INSTRUCTIONS TO FOLLOW:
Keeping every character as it is, transcribe the entries below.

DATA TO USE:
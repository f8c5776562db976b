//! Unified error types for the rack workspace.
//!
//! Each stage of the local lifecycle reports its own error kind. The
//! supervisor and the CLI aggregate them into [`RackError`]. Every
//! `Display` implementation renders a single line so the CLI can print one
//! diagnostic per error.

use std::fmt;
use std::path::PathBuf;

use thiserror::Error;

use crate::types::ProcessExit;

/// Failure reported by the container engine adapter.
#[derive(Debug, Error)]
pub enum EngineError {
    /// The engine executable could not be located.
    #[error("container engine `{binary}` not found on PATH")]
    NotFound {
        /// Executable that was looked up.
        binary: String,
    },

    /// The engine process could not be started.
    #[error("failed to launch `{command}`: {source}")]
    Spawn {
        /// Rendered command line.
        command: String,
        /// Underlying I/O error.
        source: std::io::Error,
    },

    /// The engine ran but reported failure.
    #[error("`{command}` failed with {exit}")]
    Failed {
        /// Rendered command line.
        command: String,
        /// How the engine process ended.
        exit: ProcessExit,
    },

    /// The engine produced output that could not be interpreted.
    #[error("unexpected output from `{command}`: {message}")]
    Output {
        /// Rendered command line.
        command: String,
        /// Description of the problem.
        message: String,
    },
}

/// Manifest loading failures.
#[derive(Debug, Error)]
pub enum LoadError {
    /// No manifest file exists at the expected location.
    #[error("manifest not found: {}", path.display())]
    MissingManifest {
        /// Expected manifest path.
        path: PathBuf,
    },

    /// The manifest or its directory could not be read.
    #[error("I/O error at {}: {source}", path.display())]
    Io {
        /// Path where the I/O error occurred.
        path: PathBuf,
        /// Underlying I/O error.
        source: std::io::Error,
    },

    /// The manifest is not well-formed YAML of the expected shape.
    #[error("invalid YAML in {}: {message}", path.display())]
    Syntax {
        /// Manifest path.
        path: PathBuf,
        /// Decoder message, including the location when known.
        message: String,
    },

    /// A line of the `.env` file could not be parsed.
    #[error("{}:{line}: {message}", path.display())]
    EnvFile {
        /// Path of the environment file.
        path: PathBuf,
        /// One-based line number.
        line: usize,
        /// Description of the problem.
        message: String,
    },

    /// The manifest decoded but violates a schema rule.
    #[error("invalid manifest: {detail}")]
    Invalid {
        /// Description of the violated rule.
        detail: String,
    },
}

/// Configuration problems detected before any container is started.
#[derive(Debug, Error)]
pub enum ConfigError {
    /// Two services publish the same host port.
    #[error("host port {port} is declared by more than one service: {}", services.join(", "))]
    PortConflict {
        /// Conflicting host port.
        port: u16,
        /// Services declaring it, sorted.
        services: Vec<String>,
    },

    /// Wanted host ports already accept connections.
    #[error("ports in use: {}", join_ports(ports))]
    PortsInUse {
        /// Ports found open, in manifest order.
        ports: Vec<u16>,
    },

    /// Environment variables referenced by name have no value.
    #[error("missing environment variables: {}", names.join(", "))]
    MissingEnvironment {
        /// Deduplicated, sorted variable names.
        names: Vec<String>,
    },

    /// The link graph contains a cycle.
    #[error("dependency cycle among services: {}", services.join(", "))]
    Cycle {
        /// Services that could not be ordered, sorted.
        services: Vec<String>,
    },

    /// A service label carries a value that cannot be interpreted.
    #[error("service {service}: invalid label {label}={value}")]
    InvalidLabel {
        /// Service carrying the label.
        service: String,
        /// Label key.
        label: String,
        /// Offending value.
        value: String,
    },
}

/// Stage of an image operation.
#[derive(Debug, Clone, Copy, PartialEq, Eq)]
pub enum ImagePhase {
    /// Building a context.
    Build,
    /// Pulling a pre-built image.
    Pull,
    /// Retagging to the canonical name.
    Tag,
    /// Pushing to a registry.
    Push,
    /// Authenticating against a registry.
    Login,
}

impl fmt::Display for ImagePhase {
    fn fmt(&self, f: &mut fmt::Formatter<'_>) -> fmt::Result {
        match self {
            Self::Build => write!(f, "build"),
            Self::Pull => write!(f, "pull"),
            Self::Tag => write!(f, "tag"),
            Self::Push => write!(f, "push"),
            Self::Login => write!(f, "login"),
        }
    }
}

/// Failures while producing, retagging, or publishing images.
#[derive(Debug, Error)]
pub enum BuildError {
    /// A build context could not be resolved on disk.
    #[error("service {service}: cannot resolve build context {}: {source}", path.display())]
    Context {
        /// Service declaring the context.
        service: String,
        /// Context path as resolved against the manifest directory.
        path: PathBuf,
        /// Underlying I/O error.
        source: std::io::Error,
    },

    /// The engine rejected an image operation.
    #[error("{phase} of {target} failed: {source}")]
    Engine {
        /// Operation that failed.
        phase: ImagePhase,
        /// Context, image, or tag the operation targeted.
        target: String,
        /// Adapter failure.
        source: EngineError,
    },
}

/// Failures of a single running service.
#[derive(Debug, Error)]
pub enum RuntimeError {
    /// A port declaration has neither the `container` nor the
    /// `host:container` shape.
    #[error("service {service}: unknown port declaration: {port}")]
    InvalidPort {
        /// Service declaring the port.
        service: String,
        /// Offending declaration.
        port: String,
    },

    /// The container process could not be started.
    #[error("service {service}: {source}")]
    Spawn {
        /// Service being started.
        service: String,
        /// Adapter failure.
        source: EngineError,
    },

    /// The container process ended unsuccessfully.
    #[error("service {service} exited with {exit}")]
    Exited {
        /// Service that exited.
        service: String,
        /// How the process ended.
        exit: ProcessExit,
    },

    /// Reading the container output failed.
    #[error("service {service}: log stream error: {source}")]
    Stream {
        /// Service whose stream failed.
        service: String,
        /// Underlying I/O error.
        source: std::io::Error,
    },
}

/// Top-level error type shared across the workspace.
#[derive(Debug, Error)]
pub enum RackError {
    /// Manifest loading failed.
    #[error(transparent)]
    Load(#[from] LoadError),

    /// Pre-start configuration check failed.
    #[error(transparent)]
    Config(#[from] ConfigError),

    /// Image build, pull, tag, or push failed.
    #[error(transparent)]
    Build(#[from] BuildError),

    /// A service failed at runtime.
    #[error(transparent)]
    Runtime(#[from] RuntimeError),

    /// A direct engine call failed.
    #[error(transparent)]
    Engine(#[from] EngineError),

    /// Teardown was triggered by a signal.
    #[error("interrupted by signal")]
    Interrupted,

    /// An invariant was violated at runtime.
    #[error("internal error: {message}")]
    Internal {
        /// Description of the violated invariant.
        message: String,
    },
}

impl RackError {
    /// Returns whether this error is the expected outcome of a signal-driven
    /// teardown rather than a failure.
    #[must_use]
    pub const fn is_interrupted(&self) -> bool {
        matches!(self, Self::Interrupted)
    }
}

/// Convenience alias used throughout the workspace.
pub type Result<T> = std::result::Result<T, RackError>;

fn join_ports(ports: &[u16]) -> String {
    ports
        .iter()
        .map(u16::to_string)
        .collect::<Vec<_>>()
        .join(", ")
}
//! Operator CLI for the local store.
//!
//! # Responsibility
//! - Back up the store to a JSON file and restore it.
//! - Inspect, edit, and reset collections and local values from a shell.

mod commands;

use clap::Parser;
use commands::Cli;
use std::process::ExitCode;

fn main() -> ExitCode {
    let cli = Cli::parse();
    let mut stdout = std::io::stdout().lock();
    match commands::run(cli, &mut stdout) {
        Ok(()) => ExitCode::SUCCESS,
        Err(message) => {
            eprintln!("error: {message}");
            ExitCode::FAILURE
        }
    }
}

EXERCISE RESULT:
repository f8c5776562db976b
//! Unified error types for the rack workspace.
//!
//! Each stage of the local lifecycle reports its own error kind. The
//! supervisor and the CLI aggregate them into [`RackError`]. Every
//! `Display` implementation renders a single line so the CLI can print one
//! diagnostic per error.

use std::fmt;
use std::path::PathBuf;

use thiserror::Error;

use crate::types::ProcessExit;

/// Failure reported by the container engine adapter.
#[derive(Debug, Error)]
pub enum EngineError {
    /// The engine executable could not be located.
    #[error("container engine `{binary}` not found on PATH")]
    NotFound {
        /// Executable that was looked up.
        binary: String,
    },

    /// The engine process could not be started.
    #[error("failed to launch `{command}`: {source}")]
    Spawn {
        /// Rendered command line.
        command: String,
        /// Underlying I/O error.
        source: std::io::Error,
    },

    /// The engine ran but reported failure.
    #[error("`{command}` failed with {exit}")]
    Failed {
        /// Rendered command line.
        command: String,
        /// How the engine process ended.
        exit: ProcessExit,
    },

    /// The engine produced output that could not be interpreted.
    #[error("unexpected output from `{command}`: {message}")]
    Output {
        /// Rendered command line.
        command: String,
        /// Description of the problem.
        message: String,
    },
}

/// Manifest loading failures.
#[derive(Debug, Error)]
pub enum LoadError {
    /// No manifest file exists at the expected location.
    #[error("manifest not found: {}", path.display())]
    MissingManifest {
        /// Expected manifest path.
        path: PathBuf,
    },

    /// The manifest or its directory could not be read.
    #[error("I/O error at {}: {source}", path.display())]
    Io {
        /// Path where the I/O error occurred.
        path: PathBuf,
        /// Underlying I/O error.
        source: std::io::Error,
    },

    /// The manifest is not well-formed YAML of the expected shape.
    #[error("invalid YAML in {}: {message}", path.display())]
    Syntax {
        /// Manifest path.
        path: PathBuf,
        /// Decoder message, including the location when known.
        message: String,
    },

    /// A line of the `.env` file could not be parsed.
    #[error("{}:{line}: {message}", path.display())]
    EnvFile {
        /// Path of the environment file.
        path: PathBuf,
        /// One-based line number.
        line: usize,
        /// Description of the problem.
        message: String,
    },

    /// The manifest decoded but violates a schema rule.
    #[error("invalid manifest: {detail}")]
    Invalid {
        /// Description of the violated rule.
        detail: String,
    },
}

/// Configuration problems detected before any container is started.
#[derive(Debug, Error)]
pub enum ConfigError {
    /// Two services publish the same host port.
    #[error("host port {port} is declared by more than one service: {}", services.join(", "))]
    PortConflict {
        /// Conflicting host port.
        port: u16,
        /// Services declaring it, sorted.
        services: Vec<String>,
    },

    /// Wanted host ports already accept connections.
    #[error("ports in use: {}", join_ports(ports))]
    PortsInUse {
        /// Ports found open, in manifest order.
        ports: Vec<u16>,
    },

    /// Environment variables referenced by name have no value.
    #[error("missing environment variables: {}", names.join(", "))]
    MissingEnvironment {
        /// Deduplicated, sorted variable names.
        names: Vec<String>,
    },

    /// The link graph contains a cycle.
    #[error("dependency cycle among services: {}", services.join(", "))]
    Cycle {
        /// Services that could not be ordered, sorted.
        services: Vec<String>,
    },

    /// A service label carries a value that cannot be interpreted.
    #[error("service {service}: invalid label {label}={value}")]
    InvalidLabel {
        /// Service carrying the label.
        service: String,
        /// Label key.
        label: String,
        /// Offending value.
        value: String,
    },
}

/// Stage of an image operation.
#[derive(Debug, Clone, Copy, PartialEq, Eq)]
pub enum ImagePhase {
    /// Building a context.
    Build,
    /// Pulling a pre-built image.
    Pull,
    /// Retagging to the canonical name.
    Tag,
    /// Pushing to a registry.
    Push,
    /// Authenticating against a registry.
    Login,
}

impl fmt::Display for ImagePhase {
    fn fmt(&self, f: &mut fmt::Formatter<'_>) -> fmt::Result {
        match self {
            Self::Build => write!(f, "build"),
            Self::Pull => write!(f, "pull"),
            Self::Tag => write!(f, "tag"),
            Self::Push => write!(f, "push"),
            Self::Login => write!(f, "login"),
        }
    }
}

/// Failures while producing, retagging, or publishing images.
#[derive(Debug, Error)]
pub enum BuildError {
    /// A build context could not be resolved on disk.
    #[error("service {service}: cannot resolve build context {}: {source}", path.display())]
    Context {
        /// Service declaring the context.
        service: String,
        /// Context path as resolved against the manifest directory.
        path: PathBuf,
        /// Underlying I/O error.
        source: std::io::Error,
    },

    /// The engine rejected an image operation.
    #[error("{phase} of {target} failed: {source}")]
    Engine {
        /// Operation that failed.
        phase: ImagePhase,
        /// Context, image, or tag the operation targeted.
        target: String,
        /// Adapter failure.
        source: EngineError,
    },
}

/// Failures of a single running service.
#[derive(Debug, Error)]
pub enum RuntimeError {
    /// A port declaration has neither the `container` nor the
    /// `host:container` shape.
    #[error("service {service}: unknown port declaration: {port}")]
    InvalidPort {
        /// Service declaring the port.
        service: String,
        /// Offending declaration.
        port: String,
    },

    /// The container process could not be started.
    #[error("service {service}: {source}")]
    Spawn {
        /// Service being started.
        service: String,
        /// Adapter failure.
        source: EngineError,
    },

    /// The container process ended unsuccessfully.
    #[error("service {service} exited with {exit}")]
    Exited {
        /// Service that exited.
        service: String,
        /// How the process ended.
        exit: ProcessExit,
    },

    /// Reading the container output failed.
    #[error("service {service}: log stream error: {source}")]
    Stream {
        /// Service whose stream failed.
        service: String,
        /// Underlying I/O error.
        source: std::io::Error,
    },
}

/// Top-level error type shared across the workspace.
#[derive(Debug, Error)]
pub enum RackError {
    /// Manifest loading failed.
    #[error(transparent)]
    Load(#[from] LoadError),

    /// Pre-start configuration check failed.
    #[error(transparent)]
    Config(#[from] ConfigError),

    /// Image build, pull, tag, or push failed.
    #[error(transparent)]
    Build(#[from] BuildError),

    /// A service failed at runtime.
    #[error(transparent)]
    Runtime(#[from] RuntimeError),

    /// A direct engine call failed.
    #[error(transparent)]
    Engine(#[from] EngineError),

    /// Teardown was triggered by a signal.
    #[error("interrupted by signal")]
    Interrupted,

    /// An invariant was violated at runtime.
    #[error("internal error: {message}")]
    Internal {
        /// Description of the violated invariant.
        message: String,
    },
}

impl RackError {
    /// Returns whether this error is the expected outcome of a signal-driven
    /// teardown rather than a failure.
    #[must_use]
    pub const fn is_interrupted(&self) -> bool {
        matches!(self, Self::Interrupted)
    }
}

/// Convenience alias used throughout the workspace.
pub type Result<T> = std::result::Result<T, RackError>;

fn join_ports(ports: &[u16]) -> String {
    ports
        .iter()
        .map(u16::to_string)
        .collect::<Vec<_>>()
        .join(", ")
}
//! Operator CLI for the local store.
//!
//! # Responsibility
//! - Back up the store to a JSON file and restore it.
//! - Inspect, edit, and reset collections and local values from a shell.

mod commands;

use clap::Parser;
use commands::Cli;
use std::process::ExitCode;

fn main() -> ExitCode {
    let cli = Cli::parse();
    let mut stdout = std::io::stdout().lock();
    match commands::run(cli, &mut stdout) {
        Ok(()) => ExitCode::SUCCESS,
        Err(message) => {
            eprintln!("error: {message}");
            ExitCode::FAILURE
        }
    }
}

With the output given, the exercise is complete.